> [Prompt] Only the number is wanted: how many lines of these entries contain the word "fails"?

> [Dataset extract]
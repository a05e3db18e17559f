// tests/session_flow.rs
#![cfg(unix)]

mod common;
use crate::common::{
    CatalogEntryBuilder, FakeProvisioner, FakeSupervisor, RecordingAudio, RecordingRenderer,
    ScriptedInput, TempCatalog, fake_python, init_tracing, isolated_resolver, with_timeout,
};

use std::fs;
use std::path::{Path, PathBuf};
use std::sync::{Arc, Mutex};
use std::time::Duration;

use kiosk::catalog::Catalog;
use kiosk::net::NetworkStatus;
use kiosk::present::{Frame, InputEvent};
use kiosk::present::assets::SoundHandle;
use kiosk::provision::{layout, EnvProvisioner, Provisioner};
use kiosk::runtime::{RuntimeHandle, RuntimeResolver};
use kiosk::session::{
    MenuChoice, Phase, Ports, Session, SessionCore, SessionEvent, SessionOptions, SoundBank,
};
use kiosk::supervise::{
    BenignStderr, ExitOutcome, ProcessSupervisor, Supervisor, SupervisorOptions,
};
use kiosk::types::{DeviceMode, InstallState};

const FRAME: Duration = Duration::from_millis(1);

fn options() -> SessionOptions {
    SessionOptions {
        notification_ttl_ticks: 240,
        skip_boot: true,
    }
}

fn ports(
    provisioner: impl Provisioner + 'static,
    supervisor: impl Supervisor + 'static,
    render: RecordingRenderer,
    audio: RecordingAudio,
    input: ScriptedInput,
) -> Ports {
    Ports {
        provisioner: Box::new(provisioner),
        supervisor: Box::new(supervisor),
        render: Box::new(render),
        audio: Box::new(audio),
        input: Box::new(input),
    }
}

fn real_supervisor() -> ProcessSupervisor {
    ProcessSupervisor::new(SupervisorOptions {
        benign: BenignStderr::empty(),
        raise_window_after: None,
        device_mode: DeviceMode::Off,
        ..SupervisorOptions::default()
    })
}

fn real_provisioner(tools: &Path, pip_exit: i32) -> EnvProvisioner {
    let bin = tools.join("bin");
    fs::create_dir_all(&bin).unwrap();
    if pip_exit >= 0 {
        fake_python(&bin.join("python3"), "3.11", pip_exit);
    }
    let resolver = RuntimeResolver::new(isolated_resolver(&bin, Vec::new()));
    EnvProvisioner::new(resolver, Duration::from_secs(10))
}

fn demo_catalog() -> TempCatalog {
    let catalog_dir = TempCatalog::new();
    catalog_dir.add_script("demo", "print('demo')\n");
    catalog_dir.write("demo", "requirements.txt", "pygame\n");
    catalog_dir.write("demo", "entry.toml", "name = \"Demo\"\n");
    catalog_dir
}

async fn press(session: &mut Session, input: InputEvent) -> bool {
    with_timeout(session.handle(SessionEvent::Input(input))).await
}

#[tokio::test]
async fn offline_install_returns_to_the_menu_with_a_notice() {
    init_tracing();
    let tools = tempfile::tempdir().unwrap();
    let catalog_dir = demo_catalog();
    let runs = Arc::new(Mutex::new(Vec::new()));
    let render = RecordingRenderer::default();

    let core = SessionCore::new(catalog_dir.scan(), options(), false);
    let ports = ports(
        real_provisioner(tools.path(), -1),
        FakeSupervisor::new(runs.clone()),
        render.clone(),
        RecordingAudio::default(),
        ScriptedInput::new(Vec::new()),
    );
    let mut session = Session::new(core, ports, NetworkStatus::fixed(false), FRAME);

    assert!(press(&mut session, InputEvent::Confirm).await);
    assert!(press(&mut session, InputEvent::Confirm).await);
    assert_eq!(session.core().phase(), &Phase::InstallPrompt { installing: false });

    assert!(press(&mut session, InputEvent::Confirm).await);
    match session.core().phase() {
        Phase::EntryMenu { choice, notice } => {
            assert_eq!(*choice, MenuChoice::Run);
            let notice = notice.as_deref().unwrap_or_default();
            assert!(notice.starts_with("No network connection"), "notice: {notice}");
        }
        other => panic!("expected entry menu, got {other:?}"),
    }

    let entry = session.core().catalog().get("demo").unwrap();
    assert_eq!(entry.install_state, InstallState::NotInstalled);
    assert!(!entry.dir.join(".venv").exists());
    assert!(render.saw_text("Installing Demo"));
    assert!(runs.lock().unwrap().is_empty());
}

#[tokio::test]
async fn provisioned_entry_runs_cleanly_and_returns_to_browsing() {
    init_tracing();
    let tools = tempfile::tempdir().unwrap();
    let catalog_dir = demo_catalog();
    let render = RecordingRenderer::default();

    let core = SessionCore::new(catalog_dir.scan(), options(), true);
    let ports = ports(
        real_provisioner(tools.path(), 0),
        real_supervisor(),
        render.clone(),
        RecordingAudio::default(),
        ScriptedInput::new(Vec::new()),
    );
    let mut session = Session::new(core, ports, NetworkStatus::fixed(true), FRAME);

    for _ in 0..3 {
        assert!(press(&mut session, InputEvent::Confirm).await);
    }

    assert_eq!(session.core().phase(), &Phase::Browsing);
    assert_eq!(session.core().notifications().count(), 0);
    let entry = session.core().catalog().get("demo").unwrap();
    assert_eq!(entry.install_state, InstallState::Installed);
    assert!(entry.dir.join(".venv/bin/python").is_file());
    assert!(render.saw_text("Running Demo"));
}

#[tokio::test]
async fn already_provisioned_entry_launches_in_its_environment() {
    init_tracing();
    let catalog_dir = demo_catalog();
    let env = layout::env_dir(&catalog_dir.entry_dir("demo"));
    let interpreter = fake_python(&layout::env_interpreter(&env), "3.11", 0);
    fs::write(env.join("pyvenv.cfg"), "home = /usr/bin\nversion = 3.11.4\n").unwrap();
    fs::write(layout::marker_path(&env), layout::manifest_digest(b"pygame\n")).unwrap();

    let catalog = catalog_dir.scan();
    assert_eq!(catalog.get("demo").unwrap().install_state, InstallState::Installed);

    let calls = Arc::new(Mutex::new(Vec::new()));
    let runs = Arc::new(Mutex::new(Vec::new()));
    let render = RecordingRenderer::default();
    let core = SessionCore::new(catalog, options(), true);
    let ports = ports(
        FakeProvisioner::new(calls.clone()),
        FakeSupervisor::new(runs.clone()),
        render.clone(),
        RecordingAudio::default(),
        ScriptedInput::new(Vec::new()),
    );
    let mut session = Session::new(core, ports, NetworkStatus::fixed(true), FRAME);

    assert!(press(&mut session, InputEvent::Confirm).await);
    assert!(press(&mut session, InputEvent::Confirm).await);

    assert_eq!(session.core().phase(), &Phase::Browsing);
    assert_eq!(session.core().notifications().count(), 0);
    assert!(render.saw_text("Running Demo"));
    assert!(calls.lock().unwrap().is_empty());

    let expected = RuntimeHandle {
        path: interpreter,
        reported_version: "3.11".to_string(),
    };
    assert_eq!(
        *runs.lock().unwrap(),
        vec![("demo".to_string(), Some(expected))]
    );
}

#[tokio::test]
async fn failed_install_marks_the_entry_and_can_be_retried() {
    init_tracing();
    let tools = tempfile::tempdir().unwrap();
    let catalog_dir = demo_catalog();

    let core = SessionCore::new(catalog_dir.scan(), options(), true);
    let ports = ports(
        real_provisioner(tools.path(), 1),
        real_supervisor(),
        RecordingRenderer::default(),
        RecordingAudio::default(),
        ScriptedInput::new(Vec::new()),
    );
    let mut session = Session::new(core, ports, NetworkStatus::fixed(true), FRAME);

    // Browse -> menu -> prompt -> install (fails).
    for _ in 0..3 {
        assert!(press(&mut session, InputEvent::Confirm).await);
    }
    let entry = session.core().catalog().get("demo").unwrap();
    assert_eq!(entry.install_state, InstallState::Failed);

    // Menu "Run" -> prompt again -> install (fails again).
    for _ in 0..2 {
        assert!(press(&mut session, InputEvent::Confirm).await);
    }
    let entry = session.core().catalog().get("demo").unwrap();
    assert_eq!(entry.install_state, InstallState::Failed);
    assert!(!entry.dir.join(".venv").exists());
    assert!(matches!(session.core().phase(), Phase::EntryMenu { notice: Some(_), .. }));
}

#[tokio::test]
async fn shared_runtime_entries_never_provision() {
    init_tracing();
    let calls = Arc::new(Mutex::new(Vec::new()));
    let runs = Arc::new(Mutex::new(Vec::new()));
    let catalog = Catalog::new(vec![
        CatalogEntryBuilder::new("pong").build(),
        CatalogEntryBuilder::new("snake").binary().build(),
    ])
    .unwrap();

    let core = SessionCore::new(catalog, options(), true);
    let ports = ports(
        FakeProvisioner::new(calls.clone()),
        FakeSupervisor::new(runs.clone()),
        RecordingRenderer::default(),
        RecordingAudio::default(),
        ScriptedInput::new(Vec::new()),
    );
    let mut session = Session::new(core, ports, NetworkStatus::fixed(true), FRAME);

    for input in [InputEvent::Confirm, InputEvent::Confirm, InputEvent::Down] {
        assert!(press(&mut session, input).await);
    }
    for _ in 0..2 {
        assert!(press(&mut session, InputEvent::Confirm).await);
    }

    assert!(calls.lock().unwrap().is_empty());
    let runs = runs.lock().unwrap();
    let ran: Vec<_> = runs.iter().map(|(id, env)| (id.as_str(), env.is_none())).collect();
    assert_eq!(ran, vec![("pong", true), ("snake", true)]);
}

#[tokio::test]
async fn crash_posts_a_notification_and_plays_the_cue() {
    init_tracing();
    let runs = Arc::new(Mutex::new(Vec::new()));
    let audio = RecordingAudio::default();
    let render = RecordingRenderer::default();
    let catalog = Catalog::new(vec![CatalogEntryBuilder::new("pong").name("Pong").build()]).unwrap();

    let core = SessionCore::new(catalog, options(), true);
    let ports = ports(
        FakeProvisioner::new(Arc::new(Mutex::new(Vec::new()))),
        FakeSupervisor::new(runs).then(ExitOutcome::Crashed(
            "Pong crashed: ZeroDivisionError: division by zero".to_string(),
        )),
        render.clone(),
        audio.clone(),
        ScriptedInput::new(Vec::new()),
    );
    let notify = PathBuf::from("/assets/notify.wav");
    let mut session = Session::new(core, ports, NetworkStatus::fixed(true), FRAME).with_sounds(
        SoundBank {
            boot_chime: None,
            notify: Some(SoundHandle {
                path: notify.clone(),
            }),
        },
    );

    assert!(press(&mut session, InputEvent::Confirm).await);
    assert!(press(&mut session, InputEvent::Confirm).await);

    assert_eq!(session.core().phase(), &Phase::Browsing);
    let messages: Vec<_> = session
        .core()
        .notifications()
        .map(|n| n.message.clone())
        .collect();
    assert_eq!(messages, vec!["Pong crashed: ZeroDivisionError: division by zero"]);
    assert_eq!(*audio.played.lock().unwrap(), vec![notify]);

    let frame = Frame::compose(&session.core().view());
    assert!(frame.texts().any(|t| t.starts_with("Pong crashed")));
}

#[tokio::test]
async fn frame_loop_runs_scripted_input_until_quit() {
    init_tracing();
    let runs = Arc::new(Mutex::new(Vec::new()));
    let render = RecordingRenderer::default();
    let catalog = Catalog::new(vec![
        CatalogEntryBuilder::new("pong").name("Pong").build(),
        CatalogEntryBuilder::new("snake").name("Snake").build(),
    ])
    .unwrap();

    let core = SessionCore::new(catalog, options(), true);
    let ports = ports(
        FakeProvisioner::new(Arc::new(Mutex::new(Vec::new()))),
        FakeSupervisor::new(runs.clone()),
        render.clone(),
        RecordingAudio::default(),
        ScriptedInput::keys(&[InputEvent::Down, InputEvent::Confirm, InputEvent::Confirm]),
    );
    let session = Session::new(core, ports, NetworkStatus::fixed(true), FRAME);

    let core = with_timeout(session.run()).await;

    assert_eq!(core.phase(), &Phase::Stopped);
    assert_eq!(core.selected(), 1);
    assert_eq!(runs.lock().unwrap().len(), 1);
    assert_eq!(runs.lock().unwrap()[0].0, "snake");
    assert!(render.saw_text("Running Snake"));
    assert!(!render.frames.lock().unwrap().is_empty());
}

> [Response to the exercise] 2